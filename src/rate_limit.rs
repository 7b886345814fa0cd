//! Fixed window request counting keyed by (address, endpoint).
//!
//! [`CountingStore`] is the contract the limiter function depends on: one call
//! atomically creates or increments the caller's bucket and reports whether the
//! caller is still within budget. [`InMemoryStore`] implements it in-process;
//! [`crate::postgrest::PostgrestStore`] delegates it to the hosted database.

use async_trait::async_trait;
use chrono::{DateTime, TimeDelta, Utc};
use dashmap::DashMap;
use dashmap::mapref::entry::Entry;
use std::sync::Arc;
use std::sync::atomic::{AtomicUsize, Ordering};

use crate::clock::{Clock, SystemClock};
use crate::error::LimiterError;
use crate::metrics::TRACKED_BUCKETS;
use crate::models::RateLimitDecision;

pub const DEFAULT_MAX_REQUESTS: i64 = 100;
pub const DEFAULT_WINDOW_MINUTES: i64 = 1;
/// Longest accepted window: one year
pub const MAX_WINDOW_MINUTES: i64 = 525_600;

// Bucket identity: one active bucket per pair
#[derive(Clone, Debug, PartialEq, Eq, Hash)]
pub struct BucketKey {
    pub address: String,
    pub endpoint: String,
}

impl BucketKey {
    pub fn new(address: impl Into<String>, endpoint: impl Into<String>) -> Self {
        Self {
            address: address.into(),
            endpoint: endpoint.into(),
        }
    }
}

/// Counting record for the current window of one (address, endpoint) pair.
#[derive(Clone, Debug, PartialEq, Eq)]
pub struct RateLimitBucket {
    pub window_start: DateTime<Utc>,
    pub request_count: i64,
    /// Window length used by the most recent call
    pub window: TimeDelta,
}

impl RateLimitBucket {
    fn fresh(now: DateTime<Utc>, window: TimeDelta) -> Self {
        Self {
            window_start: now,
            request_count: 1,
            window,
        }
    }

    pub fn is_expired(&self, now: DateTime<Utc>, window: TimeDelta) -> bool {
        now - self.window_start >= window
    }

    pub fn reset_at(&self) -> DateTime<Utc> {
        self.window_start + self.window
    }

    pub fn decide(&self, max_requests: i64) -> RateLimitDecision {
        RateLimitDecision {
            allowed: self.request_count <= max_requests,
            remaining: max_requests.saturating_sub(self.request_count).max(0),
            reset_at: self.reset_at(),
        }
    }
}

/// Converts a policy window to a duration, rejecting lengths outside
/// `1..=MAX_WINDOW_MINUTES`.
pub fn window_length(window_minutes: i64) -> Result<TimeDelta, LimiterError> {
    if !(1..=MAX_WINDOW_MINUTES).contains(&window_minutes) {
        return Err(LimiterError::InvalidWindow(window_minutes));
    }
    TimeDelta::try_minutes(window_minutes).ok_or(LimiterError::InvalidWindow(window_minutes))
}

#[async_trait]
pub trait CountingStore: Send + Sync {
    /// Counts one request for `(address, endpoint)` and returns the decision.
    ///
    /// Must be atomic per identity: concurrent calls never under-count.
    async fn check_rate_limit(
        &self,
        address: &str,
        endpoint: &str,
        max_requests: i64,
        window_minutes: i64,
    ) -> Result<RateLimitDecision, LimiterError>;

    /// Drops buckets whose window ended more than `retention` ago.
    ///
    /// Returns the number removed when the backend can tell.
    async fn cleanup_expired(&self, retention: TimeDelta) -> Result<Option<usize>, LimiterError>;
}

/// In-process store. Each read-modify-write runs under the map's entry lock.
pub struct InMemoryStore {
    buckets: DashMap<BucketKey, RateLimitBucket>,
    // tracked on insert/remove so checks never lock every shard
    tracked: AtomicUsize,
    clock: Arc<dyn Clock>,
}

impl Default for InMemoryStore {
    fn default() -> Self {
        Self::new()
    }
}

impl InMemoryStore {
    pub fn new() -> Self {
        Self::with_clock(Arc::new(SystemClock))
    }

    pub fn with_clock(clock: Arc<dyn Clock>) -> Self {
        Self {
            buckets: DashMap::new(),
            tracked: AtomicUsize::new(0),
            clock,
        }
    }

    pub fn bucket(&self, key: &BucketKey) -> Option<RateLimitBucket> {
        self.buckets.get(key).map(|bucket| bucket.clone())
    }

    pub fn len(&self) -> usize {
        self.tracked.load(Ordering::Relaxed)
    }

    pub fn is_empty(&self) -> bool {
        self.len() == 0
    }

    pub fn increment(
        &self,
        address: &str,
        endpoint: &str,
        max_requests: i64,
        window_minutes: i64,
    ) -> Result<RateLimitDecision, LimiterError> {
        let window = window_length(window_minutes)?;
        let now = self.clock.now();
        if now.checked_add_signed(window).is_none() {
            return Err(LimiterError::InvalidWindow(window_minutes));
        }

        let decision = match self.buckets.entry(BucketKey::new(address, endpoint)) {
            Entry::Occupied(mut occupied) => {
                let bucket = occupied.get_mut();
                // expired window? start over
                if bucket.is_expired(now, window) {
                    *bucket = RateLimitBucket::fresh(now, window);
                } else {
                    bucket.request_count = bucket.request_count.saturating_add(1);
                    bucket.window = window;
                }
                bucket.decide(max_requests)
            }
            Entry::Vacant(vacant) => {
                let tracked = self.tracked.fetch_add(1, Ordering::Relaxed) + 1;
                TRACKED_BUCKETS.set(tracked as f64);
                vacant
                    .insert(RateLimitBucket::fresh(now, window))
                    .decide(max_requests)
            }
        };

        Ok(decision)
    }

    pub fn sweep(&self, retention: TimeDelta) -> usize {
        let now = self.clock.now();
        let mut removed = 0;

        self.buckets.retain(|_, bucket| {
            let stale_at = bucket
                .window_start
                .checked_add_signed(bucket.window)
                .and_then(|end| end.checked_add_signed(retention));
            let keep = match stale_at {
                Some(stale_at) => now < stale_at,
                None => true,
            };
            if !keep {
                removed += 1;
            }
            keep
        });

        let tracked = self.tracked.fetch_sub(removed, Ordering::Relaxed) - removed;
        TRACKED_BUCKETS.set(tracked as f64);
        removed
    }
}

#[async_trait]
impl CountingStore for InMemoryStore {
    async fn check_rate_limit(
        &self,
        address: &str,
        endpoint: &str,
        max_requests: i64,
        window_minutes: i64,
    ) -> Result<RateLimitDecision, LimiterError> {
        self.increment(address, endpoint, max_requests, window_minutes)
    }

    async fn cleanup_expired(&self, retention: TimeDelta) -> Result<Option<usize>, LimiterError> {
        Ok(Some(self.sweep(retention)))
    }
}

EXERCISE DIRECTIONS:
Only lines holding the word "SystemClock" are wanted; list them all from the material.

THE ANSWER:
use crate::clock::{Clock, SystemClock};
        Self::with_clock(Arc::new(SystemClock))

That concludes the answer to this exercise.